The Syntax of Cuiping Formula

English | 简体中文

Cuiping Formulas are used for describing Chemical Structures exactly

Group

A Chemical Structure starts with a Group. A Group can:

  • Include uppercase and lowercase characters, lowercase characters following uppercase characters will be merged into one text box (to make element notation more natural)
  • Include digits, digits will be rendered as subscript
  • Be an isolated Wildcard ?, and will not be rendered (to express a substituent)
  • Be an isolated Collapsing Flag ., and will not be rendered, connected bonds will be rendered without gaps if there's nothing following . (like bond-line formulas)

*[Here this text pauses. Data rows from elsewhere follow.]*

//! # wallet-miner-config
//!
//! Configuration for the replay, mining and hijack stages.
//!
//! Values are resolved, lowest precedence first, from [`Config::default`], the
//! `wallet-miner.toml` file at the project root (or the file named by `WALLET_MINER_CONFIG`) and
//! `WALLET_MINER_`-prefixed environment variables. Nested keys use a double underscore:
//! `WALLET_MINER_MINING__MAX_ATTEMPTS=200`.

#![cfg_attr(not(test), warn(unused_crate_dependencies))]

#[macro_use]
extern crate tracing;

use alloy_primitives::{Address, B256, Bytes, TxHash, U256, address, b256};
use figment::{
    Figment, Metadata, Profile, Provider,
    providers::{Env, Format, Serialized, Toml},
    value::{Dict, Map},
};
use serde::{Deserialize, Serialize};
use std::path::{Path, PathBuf};

mod error;
pub use error::{ExtractConfigError, MissingValue};

/// The historical deployer of the Safe master copy and proxy factory.
pub const SAFE_DEPLOYER: Address = address!("1aa7451DD11b8cb16AC089ED7fE05eFa00100A6A");
/// Safe master copy v1.1.1, deployed by [`SAFE_DEPLOYER`] at nonce 0.
pub const SAFE_MASTER_COPY: Address = address!("34CfAC646f301356fAa8B21e94227e3583Fe3F5F");
/// Safe proxy factory v1.1.1, deployed by [`SAFE_DEPLOYER`] at nonce 2.
pub const SAFE_PROXY_FACTORY: Address = address!("76E2cFc1F5Fa8F6a5b3fC4c8F4788F0116861F9B");
/// The pre-funded deposit address that has no code yet.
pub const DEPOSIT_ADDRESS: Address = address!("9b6fb606a9f5789444c17768c6dfcf2f83563801");

/// Mainnet transactions of [`SAFE_DEPLOYER`] with nonces 0, 1 and 2.
pub const SAFE_DEPLOYMENT_TXS: [TxHash; 3] = [
    b256!("06d2fa464546e99d2147e1fc997ddb624cec9c8c5e25a050cc381ee8a384eed3"),
    b256!("31ae8a26075d0f18b81d3abe2ad8aeca8816c97aff87728f2b10af0241e9b3d4"),
    b256!("75a42f240d229518979199f56cd7c82e4fc1f1a20ad9a4864c635354b4a34261"),
];

#[derive(Clone, Debug, PartialEq, Eq, Serialize, Deserialize)]
#[serde(default)]
pub struct Config {
    /// Endpoint of the ledger everything is replayed on and mined against.
    pub rpc_url: String,
    /// Account used for every non-replayed transaction. Must be unlocked on the ledger.
    pub sender: Option<Address>,
    pub replay: ReplayConfig,
    pub mining: MiningConfig,
    pub hijack: HijackConfig,
}

impl Default for Config {
    fn default() -> Self {
        Self {
            rpc_url: "http://localhost:8545".to_string(),
            sender: None,
            replay: ReplayConfig::default(),
            mining: MiningConfig::default(),
            hijack: HijackConfig::default(),
        }
    }
}

#[derive(Clone, Debug, PartialEq, Eq, Serialize, Deserialize)]
#[serde(default)]
pub struct ReplayConfig {
    /// JSON file holding the ordered records.
    pub records: PathBuf,
    /// Endpoint of a chain that still has the historical transactions, used by `fetch`.
    pub history_rpc_url: Option<String>,
    /// Hashes fetched from `history_rpc_url`, in replay order.
    pub tx_hashes: Vec<TxHash>,
    /// Balance given to every replayed sender before its first record, so that it can pay gas.
    pub fund: Option<U256>,
    /// Accounts that must carry code once the whole sequence is replayed.
    pub targets: Vec<Address>,
}

impl Default for ReplayConfig {
    fn default() -> Self {
        Self {
            records: PathBuf::from("records.json"),
            history_rpc_url: None,
            tx_hashes: SAFE_DEPLOYMENT_TXS.to_vec(),
            // 0.1 ether
            fund: Some(U256::from(100_000_000_000_000_000u128)),
            targets: vec![SAFE_MASTER_COPY, SAFE_PROXY_FACTORY],
        }
    }
}

/// Which factory entry point creates the proxies.
#[derive(Clone, Copy, Debug, Default, PartialEq, Eq, Serialize, Deserialize)]
#[serde(rename_all = "lowercase")]
pub enum CreationScheme {
    /// `createProxy(masterCopy, data)`: plain `CREATE`, the address follows the factory nonce.
    #[default]
    Nonce,
    /// `createProxyWithNonce(masterCopy, initializer, saltNonce)`: `CREATE2`.
    Salted,
}

impl std::str::FromStr for CreationScheme {
    type Err = String;

    fn from_str(s: &str) -> Result<Self, Self::Err> {
        match s {
            "nonce" | "create" => Ok(Self::Nonce),
            "salted" | "create2" => Ok(Self::Salted),
            _ => Err(format!("unknown creation scheme `{s}`, expected `nonce` or `salted`")),
        }
    }
}

#[derive(Clone, Debug, PartialEq, Eq, Serialize, Deserialize)]
#[serde(default)]
pub struct MiningConfig {
    pub factory: Address,
    pub master_copy: Address,
    /// The address the mined proxy has to land on.
    pub target: Address,
    pub max_attempts: u64,
    pub scheme: CreationScheme,
    /// Owners of the new wallet. Defaults to the sender.
    pub owners: Vec<Address>,
    pub threshold: u64,
    /// Contract delegate-called by the wallet during setup.
    pub module: Address,
    /// Calldata of the setup delegate call.
    pub subcall: Bytes,
    /// First salt nonce tried by the `salted` scheme.
    pub salt_start: u64,
    /// Proxy creation code, needed to predict `salted` addresses offline.
    pub proxy_creation_code: Option<Bytes>,
    pub gas_limit: u64,
}

impl Default for MiningConfig {
    fn default() -> Self {
        Self {
            factory: SAFE_PROXY_FACTORY,
            master_copy: SAFE_MASTER_COPY,
            target: DEPOSIT_ADDRESS,
            max_attempts: 100,
            scheme: CreationScheme::Nonce,
            owners: Vec::new(),
            threshold: 1,
            module: Address::ZERO,
            subcall: Bytes::new(),
            salt_start: 0,
            proxy_creation_code: None,
            gas_limit: 10_000_000,
        }
    }
}

#[derive(Clone, Debug, Default, PartialEq, Eq, Serialize, Deserialize)]
#[serde(default)]
pub struct HijackConfig {
    /// Proxy whose implementation gets taken over.
    pub proxy: Option<Address>,
    /// `init` arguments claiming the implementation.
    pub wards: Vec<Address>,
    pub aims: Vec<Address>,
    /// Implementation the hijacked one is upgraded to.
    pub new_implementation: Address,
    /// Calldata executed on `new_implementation` during the upgrade.
    pub upgrade_call: Bytes,
    /// Storage slot holding the initialization marker byte.
    pub initializer_slot: B256,
    /// Byte offset of the marker inside the slot, counted from the low-order end.
    pub initializer_offset: usize,
    /// Gas limit of the takeover calls. Falls back to `mining.gas_limit`.
    pub gas_limit: Option<u64>,
}

impl Config {
    /// The default config file name.
    pub const FILE_NAME: &'static str = "wallet-miner.toml";

    /// Environment variable overriding the config file location.
    pub const CONFIG_ENV: &'static str = "WALLET_MINER_CONFIG";

    /// Loads the config relative to the current directory.
    pub fn load() -> Result<Self, ExtractConfigError> {
        Self::load_with_root(".")
    }

    pub fn load_with_root(root: impl AsRef<Path>) -> Result<Self, ExtractConfigError> {
        Self::try_from(Self::figment_with_root(root))
    }

    /// Loads the config from an explicit file, ignoring [`Config::CONFIG_ENV`].
    pub fn load_file(file: impl AsRef<Path>) -> Result<Self, ExtractConfigError> {
        Self::try_from(Self::figment_with_file(file))
    }

    /// Returns the [`Figment`] that [`Config::load_with_root`] extracts from.
    pub fn figment_with_root(root: impl AsRef<Path>) -> Figment {
        let file = std::env::var_os(Self::CONFIG_ENV)
            .map(PathBuf::from)
            .unwrap_or_else(|| root.as_ref().join(Self::FILE_NAME));
        Self::figment_with_file(file)
    }

    pub fn figment_with_file(file: impl AsRef<Path>) -> Figment {
        let file = file.as_ref();
        trace!(file = %file.display(), "resolving config");
        Figment::from(Self::default())
            .merge(Toml::file(file))
            .merge(Env::prefixed("WALLET_MINER_").ignore(&["CONFIG"]).split("__"))
    }

    /// Attempts to extract a `Config` from `provider`.
    pub fn try_from<T: Provider>(provider: T) -> Result<Self, ExtractConfigError> {
        Figment::from(provider).extract::<Self>().map_err(ExtractConfigError::new)
    }

    /// The sender, or an error naming the missing key.
    pub fn sender(&self) -> Result<Address, MissingValue> {
        self.sender.ok_or(MissingValue("sender"))
    }
}

impl Provider for Config {
    fn metadata(&self) -> Metadata {
        Metadata::named("wallet-miner defaults")
    }

    fn data(&self) -> Result<Map<Profile, Dict>, figment::Error> {
        Serialized::defaults(self).data()
    }
}
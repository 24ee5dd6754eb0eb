use crate::{args::GlobalArgs, utils};
use alloy_primitives::Address;
use clap::Parser;
use eyre::Result;
use wallet_miner_config::MiningConfig;
use wallet_miner::mine::{CreationScheme, distance, predict, sequential_salts};

/// CLI arguments for `wallet-miner predict`.
#[derive(Clone, Debug, Parser)]
pub struct PredictArgs {
    /// Creation scheme: `nonce` (`createProxy`) or `salted` (`createProxyWithNonce`).
    #[arg(long, value_name = "SCHEME")]
    pub scheme: Option<CreationScheme>,

    /// The address to reach. Defaults to the configured target.
    #[arg(long, value_name = "ADDRESS")]
    pub target: Option<Address>,

    /// How many attempts to look ahead.
    #[arg(long, value_name = "N")]
    pub max_attempts: Option<u64>,
}

impl PredictArgs {
    pub async fn run(self, global: &GlobalArgs) -> Result<()> {
        let config = global.load_config()?;
        let sender = config.sender()?;
        let mining = &config.mining;
        let template = super::template(&config, sender, self.scheme);
        let perturb = sequential_salts(mining.salt_start);
        let code = creation_code(mining);
        let target = self.target.unwrap_or(mining.target);

        let ledger = utils::connect(&config.rpc_url).await?;
        let next = predict(&ledger, &template.with_salt(perturb(0)), code).await?;
        let max_attempts = self.max_attempts.unwrap_or(mining.max_attempts);
        let attempts = distance(&ledger, &template, perturb, target, max_attempts, code).await?;

        if global.json {
            let report = serde_json::json!({ "next": next, "target": target, "attempt": attempts });
            return utils::print_json(&report);
        }
        println!("Next deployment: {next}");
        match attempts {
            Some(attempt) => println!("{target} is reached at attempt {attempt}"),
            None => println!("{target} is not reached within {max_attempts} attempts"),
        }
        Ok(())
    }
}

/// The configured proxy creation code, needed to predict salted deployments.
fn creation_code(mining: &MiningConfig) -> Option<&[u8]> {
    mining.proxy_creation_code.as_ref().map(|code| &code[..])
}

A Group can include In-group Typesetting:

  • Using ^/_/` to turn the following character into superscript/subscript/normal text
  • When ^/_/` is followed by characters wrapped by {}, turning the wrapped characters into superscript/subscript/normal text
  • In-group Typesetting have no character limit

Attribute

A Group can be followed by an Attributes Set:

  • An Attributes Set should be wrapped by {}
  • An Attributes Set must include at least one Attribute. Attributes are split by , (Dangling , is allowed)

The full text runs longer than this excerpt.